■ **Work order**
Locate, in the data below, the line that contains "makes replay detectable." and the line that contains "let (access, new_refresh)"; reproduce exactly those two lines and every line between them, nothing more.

■ **Record set**
********

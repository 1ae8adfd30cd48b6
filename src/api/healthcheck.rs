//! Liveness endpoint.

use axum::{Json, Router, http::StatusCode, response::IntoResponse, routing::get};

pub fn router() -> Router {
    Router::new().route("/", get(healthcheck))
}

async fn healthcheck() -> impl IntoResponse {
    (
        StatusCode::OK,
        Json(serde_json::json!({ "message": "Server is running" })),
    )
}
async fn register(
    State(state): State<AuthApiState>,
    Json(payload): Json<RegisterRequest>,
) -> Result<impl IntoResponse, ApiError> {
    let email = payload.email.trim().to_lowercase();
    validate_credentials(&email, &payload.password)?;

    let existing = state
        .db
        .users()
        .get_by_email(&email)
        .await
        .db_err("Failed to check existing user")?;
    if existing.is_some() {
        return Err(ApiError::conflict("User with this email already exists"));
    }

    // Username derives from the email local part
    let username = email.split('@').next().unwrap_or(&email).to_string();
    let uuid = uuid::Uuid::new_v4().to_string();

    let password_hash = password::hash_password(&payload.password).map_err(|e| {
        error!("Failed to hash password: {}", e);
        ApiError::internal("Failed to create user")
    })?;

    // Verification token is written in the same insert as the identity
    let verification = temp_token::generate();

    let id = state
        .db
        .users()
        .create(&NewUser {
            uuid: &uuid,
            email: &email,
            username: &username,
            password_hash: &password_hash,
            verification_token: &verification.hashed,
            verification_expiry: verification.expires_at,
        })
        .await
        .db_err("Failed to create user")?;

    let identity = state
        .db
        .users()
        .identity_by_id(id)
        .await
        .db_err("Failed to load user")?
        .ok_or_else(|| ApiError::internal("Failed to load user"))?;

    let (access, refresh) = issue_token_pair(&state.jwt, &identity)?;
    state
        .db
        .users()
        .set_refresh_token(id, Some(&refresh.token))
        .await
        .db_err("Failed to persist refresh token")?;

    // Fire-and-forget; failures are logged by the dispatcher
    state
        .mail
        .dispatch_verification(&identity.email, &verification.unhashed);

    Ok((
        StatusCode::CREATED,
        token_pair_cookies(&access, &refresh, state.secure_cookies),
        Json(serde_json::json!({ "user": identity })),
    ))
}

#[derive(Deserialize)]
struct LoginRequest {
    email: String,
    password: String,
}

async fn login(
    State(state): State<AuthApiState>,
    Json(payload): Json<LoginRequest>,
) -> Result<impl IntoResponse, ApiError> {
    let email = payload.email.trim().to_lowercase();
    validate_credentials(&email, &payload.password)?;

    let user: User = state
        .db
        .users()
        .get_by_email(&email)
        .await
        .db_err("Failed to look up user")?
        .ok_or_else(|| ApiError::not_found("User with this email does not exist"))?;

    if user.login_type != LoginType::EmailPassword {
        return Err(ApiError::bad_request(format!(
            "You have previously registered using {}. Please use that login option to access your account.",
            user.login_type.as_str().to_lowercase()
        )));
    }

    let valid = password::verify_password(&payload.password, &user.password_hash).map_err(|e| {
        error!("Failed to verify password: {}", e);
        ApiError::internal("Failed to verify credentials")
    })?;
    if !valid {
        return Err(ApiError::unauthorized("Invalid credentials"));
    }

    let identity = Identity::from(&user);
    let (access, refresh) = issue_token_pair(&state.jwt, &identity)?;
    state
        .db
        .users()
        .set_refresh_token(user.id, Some(&refresh.token))
        .await
        .db_err("Failed to persist refresh token")?;

    Ok((
        StatusCode::OK,
        token_pair_cookies(&access, &refresh, state.secure_cookies),
        Json(serde_json::json!({
            "user": identity,
            "accessToken": access.token,
            "refreshToken": refresh.token,
        })),
    ))
}

/// Logout - clear the stored refresh token and expire both cookies.
async fn logout(
    State(state): State<AuthApiState>,
    Auth(auth): Auth,
) -> Result<impl IntoResponse, ApiError> {
    state
        .db
        .users()
        .set_refresh_token(auth.identity.id, None)
        .await
        .db_err("Failed to clear refresh token")?;

    let secure = state.secure_cookies;
    Ok((
        StatusCode::OK,
        AppendHeaders([
            (SET_COOKIE, clear_cookie(ACCESS_COOKIE_NAME, secure)),
            (SET_COOKIE, clear_cookie(REFRESH_COOKIE_NAME, secure)),
        ]),
        Json(serde_json::json!({ "message": "User logged out" })),
    ))
}

// =============================================================================
// Refresh flow
// =============================================================================

#[derive(Deserialize)]
#[serde(rename_all = "camelCase")]
struct RefreshRequest {
    refresh_token: Option<String>,
}

/// Exchange a valid refresh token for a new pair, rotating the stored value.
/// The incoming token must equal the single persisted refresh token; a
/// rotated-out token is rejected, which is what makes replay detectable.
///
/// The token comes from the cookie, or from the body for cookie-less clients.
async fn refresh(
    State(state): State<AuthApiState>,
    headers: HeaderMap,
    body: Bytes,
) -> Result<impl IntoResponse, ApiError> {
    let from_body = serde_json::from_slice::<RefreshRequest>(&body)
        .ok()
        .and_then(|p| p.refresh_token);
    let incoming = get_cookie(&headers, REFRESH_COOKIE_NAME)
        .map(str::to_string)
        .or(from_body)
        .ok_or_else(|| ApiError::unauthorized("Unauthorized request"))?;

    let claims = state
        .jwt
        .verify_refresh_token(&incoming)
        .map_err(|_| ApiError::unauthorized("Invalid refresh token"))?;

    let user = state
        .db
        .users()
        .get_by_uuid(&claims.sub)
        .await
        .db_err("Failed to look up user")?
        .ok_or_else(|| ApiError::unauthorized("Invalid refresh token"))?;

    if user.refresh_token.as_deref() != Some(incoming.as_str()) {
        return Err(ApiError::unauthorized("Refresh token is expired or used"));
    }

    let identity = Identity::from(&user);
    let (access, new_refresh) = issue_token_pair(&state.jwt, &identity)?;

    // Compare-and-swap: only rotate while the stored token is still the one
    // presented. Losing the race is reported like any stale token.
    let rotated = state
        .db
        .users()
        .rotate_refresh_token(user.id, &incoming, &new_refresh.token)
        .await
        .db_err("Failed to rotate refresh token")?;
    if !rotated {
        return Err(ApiError::unauthorized("Refresh token is expired or used"));
    }

    Ok((
        StatusCode::OK,
        token_pair_cookies(&access, &new_refresh, state.secure_cookies),
        Json(serde_json::json!({
            "accessToken": access.token,
            "refreshToken": new_refresh.token,
        })),
    ))
}

// =============================================================================
// Email verification and password reset
// =============================================================================

async fn verify_email(
    State(state): State<AuthApiState>,
    Path(token): Path<String>,
) -> Result<impl IntoResponse, ApiError> {
    if token.is_empty() {
        return Err(ApiError::bad_request("Email verification token is missing"));
    }

    let hashed = temp_token::hash_token(&token);
    let identity = state
        .db
        .users()
        .find_by_verification_token(&hashed, temp_token::unix_now())
        .await
        .db_err("Failed to look up verification token")?
        .ok_or_else(|| ApiError::bad_request("Token is invalid or expired"))?;

    state
        .db
        .users()
        .mark_email_verified(identity.id)
        .await
        .db_err("Failed to mark email verified")?;

    Ok((
        StatusCode::OK,
        Json(serde_json::json!({ "message": "Email verified successfully" })),
    ))
}

#[derive(Deserialize)]
struct ForgotPasswordRequest {
    email: String,
}
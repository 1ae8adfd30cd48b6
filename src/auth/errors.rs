//! Authentication error types.

use axum::{
    Json,
    http::StatusCode,
    response::{IntoResponse, Response},
};
use serde::Serialize;

/// Internal auth error kind used by the gate.
#[derive(Debug)]
pub enum AuthErrorKind {
    NotAuthenticated,
    InvalidToken,
    IdentityNotFound,
    InsufficientRole,
    StoreError,
}

/// Gate rejection, rendered as a JSON error body.
#[derive(Debug)]
pub struct AuthError {
    pub(super) kind: AuthErrorKind,
}

impl AuthError {
    pub(super) fn new(kind: AuthErrorKind) -> Self {
        Self { kind }
    }

    fn status_code(&self) -> StatusCode {
        match self.kind {
            AuthErrorKind::NotAuthenticated
            | AuthErrorKind::InvalidToken
            | AuthErrorKind::IdentityNotFound => StatusCode::UNAUTHORIZED,
            // Role mismatch is a distinct Forbidden, not Unauthorized
            AuthErrorKind::InsufficientRole => StatusCode::FORBIDDEN,
            AuthErrorKind::StoreError => StatusCode::INTERNAL_SERVER_ERROR,
        }
    }

    fn message(&self) -> &'static str {
        match self.kind {
            AuthErrorKind::NotAuthenticated => "Unauthorized request",
            AuthErrorKind::InvalidToken => "Invalid or expired token",
            AuthErrorKind::IdentityNotFound => "Invalid access token",
            AuthErrorKind::InsufficientRole => "You are not allowed to perform this action",
            AuthErrorKind::StoreError => "Database error",
        }
    }
}

impl From<AuthErrorKind> for AuthError {
    fn from(kind: AuthErrorKind) -> Self {
        Self::new(kind)
    }
}

impl IntoResponse for AuthError {
    fn into_response(self) -> Response {
        #[derive(Serialize)]
        struct ErrorResponse {
            error: &'static str,
        }

        (
            self.status_code(),
            Json(ErrorResponse {
                error: self.message(),
            }),
        )
            .into_response()
    }
}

********

■ **Problem solution**
/// rotated-out token is rejected, which is what makes replay detectable.
///
/// The token comes from the cookie, or from the body for cookie-less clients.
async fn refresh(
    State(state): State<AuthApiState>,
    headers: HeaderMap,
    body: Bytes,
) -> Result<impl IntoResponse, ApiError> {
    let from_body = serde_json::from_slice::<RefreshRequest>(&body)
        .ok()
        .and_then(|p| p.refresh_token);
    let incoming = get_cookie(&headers, REFRESH_COOKIE_NAME)
        .map(str::to_string)
        .or(from_body)
        .ok_or_else(|| ApiError::unauthorized("Unauthorized request"))?;

    let claims = state
        .jwt
        .verify_refresh_token(&incoming)
        .map_err(|_| ApiError::unauthorized("Invalid refresh token"))?;

    let user = state
        .db
        .users()
        .get_by_uuid(&claims.sub)
        .await
        .db_err("Failed to look up user")?
        .ok_or_else(|| ApiError::unauthorized("Invalid refresh token"))?;

    if user.refresh_token.as_deref() != Some(incoming.as_str()) {
        return Err(ApiError::unauthorized("Refresh token is expired or used"));
    }

    let identity = Identity::from(&user);
    let (access, new_refresh) = issue_token_pair(&state.jwt, &identity)?;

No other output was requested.